Over the last few days, I have had some time alone in this hotel and empty town to think about what it means to be a hero, as well as the definitions of  bravery, fear and worry.
  • fear: an unpleasant often strong emotion caused by anticipation or awareness of danger
  • worry: give way to anxiety or unease; allow one's mind to dwell on difficulty or troubles
  • hero: one who shows great courage; a person admired for achievements and noble qualities
  • brave: ready to face and endure danger or pain; showing courage.
Sunday night once I arrived in the hotel I was thinking about Monday morning and what it would bring. Reflecting on my emotions and feelings regarding all the encouragement and support messages that I had received and what was said about me. The words listed above had been circling around in my mind all day. below is a picture of a devotional reading (from Jesus Calling) that helped me refocus my thoughts and calm my mind in preparation for Monday morning.

Monday, April 6, 2020

Day 2


Good afternoon everyone! I'm typing this up on my lunch break but wanted to share. I arrived safely at my hotel last night and took and uber to work this morning. I've included a picture of the plastic that the uber drivers have tacked up to protect themselves (makes for a hot stuffy ride in the back).
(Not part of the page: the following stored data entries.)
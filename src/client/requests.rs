/// Typed requests for each STRING endpoint
///
/// These structs double as the argument contracts of the MCP tools: they are
/// deserialized straight from `tools/call` arguments and their JSON schemas
/// are published by `tools/list`.

use schemars::JsonSchema;
use serde::Deserialize;

use super::format::{ImageFormat, NetworkFlavor, NetworkType};
use super::query::QueryParams;
use super::ClientError;

/// Message used whenever an identifier list is missing or empty
pub const EMPTY_IDENTIFIERS: &str = "identifiers parameter is required and cannot be empty";

/// Reject empty identifier lists before any HTTP call is made
pub fn ensure_identifiers(identifiers: &[String]) -> Result<(), ClientError> {
    if identifiers.is_empty() {
        return Err(ClientError::Validation(EMPTY_IDENTIFIERS.to_string()));
    }
    Ok(())
}

/// Map protein names or accessions to STRING identifiers
#[derive(Debug, Clone, Default, Deserialize, JsonSchema)]
pub struct MapIdentifiersRequest {
    /// Protein names, gene symbols or accessions
    pub identifiers: Vec<String>,
    /// NCBI taxon id (e.g. 9606 for human)
    #[serde(default)]
    pub species: Option<u32>,
    /// Include the query term in each result row
    #[serde(default)]
    pub echo_query: bool,
    /// Maximum number of matches per identifier
    #[serde(default)]
    pub limit: Option<u32>,
}

impl MapIdentifiersRequest {
    pub fn to_query(&self) -> QueryParams {
        let mut params = QueryParams::new();
        params
            .push_list("identifiers", &self.identifiers)
            .push_flag("echo_query", self.echo_query)
            .push_opt("species", self.species)
            .push_opt("limit", self.limit);
        params
    }
}

/// Retrieve interaction edges among a protein set
#[derive(Debug, Clone, Default, Deserialize, JsonSchema)]
pub struct NetworkRequest {
    /// Protein identifiers
    pub identifiers: Vec<String>,
    /// NCBI taxon id
    #[serde(default)]
    pub species: Option<u32>,
    /// Minimum combined score (0-1000)
    #[serde(default)]
    pub required_score: Option<u32>,
    /// Number of additional interactors to add to the network
    #[serde(default)]
    pub add_nodes: u32,
    /// Functional or physical network
    #[serde(default)]
    pub network_type: NetworkType,
}

impl NetworkRequest {
    pub fn to_query(&self) -> QueryParams {
        let mut params = QueryParams::new();
        params
            .push_list("identifiers", &self.identifiers)
            .push("network_type", self.network_type.as_str())
            .push("show_query_node_labels", 0)
            .push_opt("species", self.species)
            .push_opt("required_score", self.required_score);
        if self.add_nodes > 0 {
            params.push("add_nodes", self.add_nodes);
        }
        params
    }
}

/// GO / pathway enrichment of a protein set
#[derive(Debug, Clone, Default, Deserialize, JsonSchema)]
pub struct EnrichmentRequest {
    /// Protein identifiers
    pub identifiers: Vec<String>,
    /// NCBI taxon id
    #[serde(default)]
    pub species: Option<u32>,
    /// Custom background proteome (STRING identifiers)
    #[serde(default)]
    pub background_identifiers: Vec<String>,
}

impl EnrichmentRequest {
    pub fn to_query(&self) -> QueryParams {
        let mut params = QueryParams::new();
        params
            .push_list("identifiers", &self.identifiers)
            .push_opt("species", self.species)
            .push_list("background_string_identifiers", &self.background_identifiers);
        params
    }
}

/// All STRING partners of each query protein
#[derive(Debug, Clone, Default, Deserialize, JsonSchema)]
pub struct InteractionPartnersRequest {
    /// Protein identifiers
    pub identifiers: Vec<String>,
    /// NCBI taxon id
    #[serde(default)]
    pub species: Option<u32>,
    /// Maximum number of partners per protein
    #[serde(default)]
    pub limit: Option<u32>,
    /// Minimum combined score (0-1000)
    #[serde(default)]
    pub required_score: Option<u32>,
    /// Functional or physical network
    #[serde(default)]
    pub network_type: Option<NetworkType>,
}

impl InteractionPartnersRequest {
    pub fn to_query(&self) -> QueryParams {
        let mut params = QueryParams::new();
        params
            .push_list("identifiers", &self.identifiers)
            .push_opt("species", self.species)
            .push_opt("limit", self.limit)
            .push_opt("required_score", self.required_score)
            .push_opt("network_type", self.network_type.map(NetworkType::as_str));
        params
    }
}

/// Similarity scores among proteins of one species
#[derive(Debug, Clone, Default, Deserialize, JsonSchema)]
pub struct HomologyRequest {
    /// Protein identifiers
    pub identifiers: Vec<String>,
    /// NCBI taxon id
    #[serde(default)]
    pub species: Option<u32>,
}

impl HomologyRequest {
    pub fn to_query(&self) -> QueryParams {
        let mut params = QueryParams::new();
        params
            .push_list("identifiers", &self.identifiers)
            .push_opt("species", self.species);
        params
    }
}

/// Best homology hits of the query proteins in other species
#[derive(Debug, Clone, Default, Deserialize, JsonSchema)]
pub struct HomologyBestRequest {
    /// Protein identifiers
    pub identifiers: Vec<String>,
    /// NCBI taxon id of the query proteins
    #[serde(default)]
    pub species: Option<u32>,
    /// Taxon ids to search for homologs (all STRING species if omitted)
    #[serde(default)]
    pub species_b: Vec<u32>,
}

impl HomologyBestRequest {
    pub fn to_query(&self) -> QueryParams {
        let species_b: Vec<String> = self.species_b.iter().map(u32::to_string).collect();
        let mut params = QueryParams::new();
        params
            .push_list("identifiers", &self.identifiers)
            .push_opt("species", self.species)
            .push_list("species_b", &species_b);
        params
    }
}

/// Annotation terms of each query protein
#[derive(Debug, Clone, Default, Deserialize, JsonSchema)]
pub struct FunctionalAnnotationRequest {
    /// Protein identifiers
    pub identifiers: Vec<String>,
    /// NCBI taxon id
    #[serde(default)]
    pub species: Option<u32>,
    /// Include PubMed publications
    #[serde(default)]
    pub allow_pubmed: bool,
    /// Return only PubMed publications
    #[serde(default)]
    pub only_pubmed: bool,
}

impl FunctionalAnnotationRequest {
    pub fn to_query(&self) -> QueryParams {
        let mut params = QueryParams::new();
        params
            .push_list("identifiers", &self.identifiers)
            .push_opt("species", self.species)
            .push_flag("allow_pubmed", self.allow_pubmed)
            .push_flag("only_pubmed", self.only_pubmed);
        params
    }
}

/// Test whether the network has more interactions than expected
#[derive(Debug, Clone, Default, Deserialize, JsonSchema)]
pub struct PpiEnrichmentRequest {
    /// Protein identifiers
    pub identifiers: Vec<String>,
    /// NCBI taxon id
    #[serde(default)]
    pub species: Option<u32>,
    /// Minimum combined score (0-1000)
    #[serde(default)]
    pub required_score: Option<u32>,
    /// Custom background proteome (STRING identifiers)
    #[serde(default)]
    pub background_identifiers: Vec<String>,
}

impl PpiEnrichmentRequest {
    pub fn to_query(&self) -> QueryParams {
        let mut params = QueryParams::new();
        params
            .push_list("identifiers", &self.identifiers)
            .push_opt("species", self.species)
            .push_opt("required_score", self.required_score)
            .push_list("background_string_identifiers", &self.background_identifiers);
        params
    }
}

/// Picture of the interaction network
#[derive(Debug, Clone, Default, Deserialize, JsonSchema)]
pub struct NetworkImageRequest {
    /// Protein identifiers
    pub identifiers: Vec<String>,
    /// NCBI taxon id
    #[serde(default)]
    pub species: Option<u32>,
    /// Image encoding
    #[serde(default)]
    pub format: ImageFormat,
    /// Number of colored interactors to add
    #[serde(default)]
    pub add_color_nodes: Option<u32>,
    /// Number of white interactors to add
    #[serde(default)]
    pub add_white_nodes: Option<u32>,
    /// Minimum combined score (0-1000)
    #[serde(default)]
    pub required_score: Option<u32>,
    /// Functional or physical network
    #[serde(default)]
    pub network_type: Option<NetworkType>,
    /// Edge styling
    #[serde(default)]
    pub network_flavor: Option<NetworkFlavor>,
    /// Drop proteins without any interaction
    #[serde(default)]
    pub hide_disconnected_nodes: bool,
    /// Label nodes with the query names
    #[serde(default)]
    pub show_query_node_labels: bool,
    /// Download the image into a temporary file
    #[serde(default)]
    pub download: bool,
}

impl NetworkImageRequest {
    pub fn to_query(&self) -> QueryParams {
        let mut params = QueryParams::new();
        params
            .push_list("identifiers", &self.identifiers)
            .push_opt("species", self.species)
            .push_opt("add_color_nodes", self.add_color_nodes)
            .push_opt("add_white_nodes", self.add_white_nodes)
            .push_opt("required_score", self.required_score)
            .push_opt("network_type", self.network_type.map(NetworkType::as_str))
            .push_opt("network_flavor", self.network_flavor.map(NetworkFlavor::as_str))
            .push_flag("hide_disconnected_nodes", self.hide_disconnected_nodes)
            .push_flag("show_query_node_labels", self.show_query_node_labels);
        params
    }
}

/// Bar chart of the top enriched terms
#[derive(Debug, Clone, Default, Deserialize, JsonSchema)]
pub struct EnrichmentFigureRequest {
    /// Protein identifiers
    pub identifiers: Vec<String>,
    /// NCBI taxon id
    #[serde(default)]
    pub species: Option<u32>,
    /// Image encoding
    #[serde(default)]
    pub format: ImageFormat,
    /// Term category (Process, Function, Component, KEGG, ...)
    #[serde(default)]
    pub category: Option<String>,
    /// Group similar terms together
    #[serde(default)]
    pub group_by_similarity: Option<f64>,
    /// Color palette name
    #[serde(default)]
    pub color_palette: Option<String>,
    /// Number of terms shown
    #[serde(default)]
    pub number_of_term_shown: Option<u32>,
    /// Value plotted on the x axis (signal, strength, FDR, gene_count)
    #[serde(default)]
    pub x_axis: Option<String>,
    /// Download the image into a temporary file
    #[serde(default)]
    pub download: bool,
}

impl EnrichmentFigureRequest {
    pub fn to_query(&self) -> QueryParams {
        let mut params = QueryParams::new();
        params
            .push_list("identifiers", &self.identifiers)
            .push_opt("species", self.species)
            .push_opt("category", self.category.as_deref())
            .push_opt("group_by_similarity", self.group_by_similarity)
            .push_opt("color_palette", self.color_palette.as_deref())
            .push_opt("number_of_term_shown", self.number_of_term_shown)
            .push_opt("x_axis", self.x_axis.as_deref());
        params
    }
}

/// The version endpoint takes no arguments
#[derive(Debug, Clone, Default, Deserialize, JsonSchema)]
pub struct VersionInfoRequest {}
The streets are mostly empty of people with a few here or there. There are some cars on the road but nothing compared to normal NYC traffic. Everyone is wearing mask from people shuffling down the street to everyone on the hospital campus. I saw a man walking down the street with a surgical mask pulled down and a face shield on as he was drinking coffee under the face shield.

I've also included a picture of orientation and paperwork session with social distancing, they had us each sit at a separate table. We were hood-fit tested which was a new process for me. In Ohio, medical personnel are tested with a machine to measure particulates inside the mask and outside to ensure an N95 mask fits the employee well and protects them adequately. During this fit test, we were told to place the hood on our head and an aerosolized substance was squirted inside the hood. Once you tasted the substance (it was nasty) you could remove the hood. Then we had to don the N95 mask replace the hood, and the substance was again inserted inside the hood. We had to walk around and move our heads and speak for a few minutes to see if the mask prevented us from tasting the substance (adequate mask fit) or if it did not (not a good fit).

Sunday, April 5, 2020

The beginning

Flying to NYC to start work as an RN tomorrow morning. This is surreal. As I am sitting in DC at the airport (below) and NYC La Guardia airport (above) there is no one in sight except airport employees. Some people are wearing masks while others have gloves. My flight from Ohio had 16 people and about half were flight attendants and pilots headed elsewhere. 

Upon arriving at the hotel, I was given a welcome bag with a granola bar and water and this card shown below.